AIM OF THE EXERCISE: Take the lines below beginning at the line that has "pub async fn" and stopping after the line that has "async fn shutdown_signal()", and print them exactly as they are, with no other lines.

INFORMATION PROVIDED:
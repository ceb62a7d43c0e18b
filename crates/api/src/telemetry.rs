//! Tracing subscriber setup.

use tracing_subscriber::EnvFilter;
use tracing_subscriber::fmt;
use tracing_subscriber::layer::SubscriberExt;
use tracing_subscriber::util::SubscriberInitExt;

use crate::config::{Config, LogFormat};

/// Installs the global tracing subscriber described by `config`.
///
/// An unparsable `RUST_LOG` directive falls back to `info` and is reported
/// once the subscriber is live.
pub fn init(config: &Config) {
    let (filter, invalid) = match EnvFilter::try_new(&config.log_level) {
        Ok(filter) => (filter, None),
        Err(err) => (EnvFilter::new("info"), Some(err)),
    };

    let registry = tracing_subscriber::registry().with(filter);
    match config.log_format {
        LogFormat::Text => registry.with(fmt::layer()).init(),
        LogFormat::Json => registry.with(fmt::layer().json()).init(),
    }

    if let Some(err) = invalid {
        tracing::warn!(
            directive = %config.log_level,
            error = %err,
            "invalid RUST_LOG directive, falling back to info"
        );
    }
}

--

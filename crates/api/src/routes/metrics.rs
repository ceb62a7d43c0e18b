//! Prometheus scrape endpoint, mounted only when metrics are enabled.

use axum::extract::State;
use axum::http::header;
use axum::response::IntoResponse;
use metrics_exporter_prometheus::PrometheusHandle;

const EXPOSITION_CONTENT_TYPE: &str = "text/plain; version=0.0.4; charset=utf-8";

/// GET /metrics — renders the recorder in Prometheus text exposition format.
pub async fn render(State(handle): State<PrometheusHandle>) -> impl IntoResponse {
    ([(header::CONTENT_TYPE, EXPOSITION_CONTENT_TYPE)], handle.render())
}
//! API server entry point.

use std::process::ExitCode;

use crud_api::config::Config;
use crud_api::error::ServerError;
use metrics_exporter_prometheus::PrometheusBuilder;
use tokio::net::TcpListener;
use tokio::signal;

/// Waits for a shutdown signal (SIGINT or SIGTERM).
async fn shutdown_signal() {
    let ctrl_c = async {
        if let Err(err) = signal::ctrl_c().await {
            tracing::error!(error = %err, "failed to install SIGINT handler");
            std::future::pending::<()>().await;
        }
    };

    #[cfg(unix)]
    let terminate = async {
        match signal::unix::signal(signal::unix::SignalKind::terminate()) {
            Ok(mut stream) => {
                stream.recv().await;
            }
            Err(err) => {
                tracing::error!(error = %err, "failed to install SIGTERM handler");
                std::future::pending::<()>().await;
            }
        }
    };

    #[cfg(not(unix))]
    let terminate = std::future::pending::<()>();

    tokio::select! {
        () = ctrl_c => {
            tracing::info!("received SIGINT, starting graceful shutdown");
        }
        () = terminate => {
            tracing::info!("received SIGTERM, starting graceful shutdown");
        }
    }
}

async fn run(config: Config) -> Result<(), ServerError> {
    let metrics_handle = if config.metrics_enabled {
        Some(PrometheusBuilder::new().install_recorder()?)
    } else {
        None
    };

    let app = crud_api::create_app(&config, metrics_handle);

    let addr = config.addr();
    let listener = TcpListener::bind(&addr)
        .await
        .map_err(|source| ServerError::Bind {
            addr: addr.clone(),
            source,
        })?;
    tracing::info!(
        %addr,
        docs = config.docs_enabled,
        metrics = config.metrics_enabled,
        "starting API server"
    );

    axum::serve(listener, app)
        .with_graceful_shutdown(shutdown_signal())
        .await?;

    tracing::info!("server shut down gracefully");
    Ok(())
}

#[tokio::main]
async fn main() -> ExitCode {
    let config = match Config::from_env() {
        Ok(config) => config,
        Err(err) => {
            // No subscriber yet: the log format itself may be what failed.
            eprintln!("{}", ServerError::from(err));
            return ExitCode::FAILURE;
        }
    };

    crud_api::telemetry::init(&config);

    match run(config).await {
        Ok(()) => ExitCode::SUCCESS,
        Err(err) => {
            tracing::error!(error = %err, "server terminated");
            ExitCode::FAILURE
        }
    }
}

RESPONSE AREA:
pub async fn render(State(handle): State<PrometheusHandle>) -> impl IntoResponse {
    ([(header::CONTENT_TYPE, EXPOSITION_CONTENT_TYPE)], handle.render())
}
//! API server entry point.

use std::process::ExitCode;

use crud_api::config::Config;
use crud_api::error::ServerError;
use metrics_exporter_prometheus::PrometheusBuilder;
use tokio::net::TcpListener;
use tokio::signal;

/// Waits for a shutdown signal (SIGINT or SIGTERM).
async fn shutdown_signal() {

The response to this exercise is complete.